Configuration reload

We made VCL changes, hence the Varnish service would have to be reloaded.

YKey request

To purge or softpurge one or more objects in cache we can issue a HTTP request which includes the Ykey-Purge header. In example: curl -X PURGE -H "Ykey-Purge; purging_key" "http://example.com/path/.*".

The curl request will purge every object in cache matching the key: “purging_key” defined as header.

varnish-broadcaster

broadcaster replicates requests to multiple Varnish caches from a single entry point. The main goal is to facilitate purging/banning across multiple Varnish Cache instances. The broadcaster consists of a web-server with a REST API which will receive HTTP requests and distribute them to all configured caches.

Installation

The very first step to start using the Varnish Broadcaster is to install it, the full guide and the documentation can be found here.

Configuration

To use the Broadcaster you would have to define a configuration file, under the path /etc/varnish/nodes.conf which defines the nodes to broadcast against. The format of the file is similar to the ini format.

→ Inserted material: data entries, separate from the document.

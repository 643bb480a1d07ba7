use argon2::Argon2;
use argon2::password_hash::{PasswordHash, PasswordHasher, PasswordVerifier, SaltString};
use rand_core::OsRng;

/// Hash a secret (password or refresh token) into a PHC-formatted argon2 string.
pub fn hash_password(secret: &str) -> Result<String, String> {
    let salt = SaltString::generate(&mut OsRng);
    Argon2::default()
        .hash_password(secret.as_bytes(), &salt)
        .map(|hash| hash.to_string())
        .map_err(|e| format!("password hashing failed: {e}"))
}

/// Verify a candidate password against an argon2 hash string.
///
/// Returns `true` if the password matches.
pub fn verify_password(hash: &str, candidate: &str) -> bool {
    let Ok(parsed) = PasswordHash::new(hash) else {
        return false;
    };
    Argon2::default()
        .verify_password(candidate.as_bytes(), &parsed)
        .is_ok()
}

#[cfg(test)]
mod tests {
    use super::*;

    #[test]
    fn hash_then_verify() {
        let hash = hash_password("correct horse").unwrap();
        assert!(hash.starts_with("$argon2"));
        assert!(verify_password(&hash, "correct horse"));
        assert!(!verify_password(&hash, "battery staple"));
    }

    #[test]
    fn salts_differ() {
        assert_ne!(hash_password("same").unwrap(), hash_password("same").unwrap());
    }

    #[test]
    fn malformed_hash_never_matches() {
        assert!(!verify_password("plaintext", "plaintext"));
    }
}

Below an example from a valid configuration file. This configuration has two clusters (Europe/US) each with its own nodes:

# this is a comment
[Europe]
First = 1.2.3.4:9090
Second = 9.9.9.9:6081
Third = example.com

[US]
Alpha = http://[1::2]
Beta = 8.8.8.8

Service reload

Once we have a configuration file we have to start or reload the broadcaster service: $ service broadcaster start

Invalidation

Now that the Broadcaster is properly configured and is running, we can issue PURGE and BAN HTTP requests to it the same way we would to a Varnish server. There’s one exception though: for PURGE requests, you need to force the host header in the curl request (-H "host: my.domain.com) to ensure the requests is hashed as the objects you want to purge.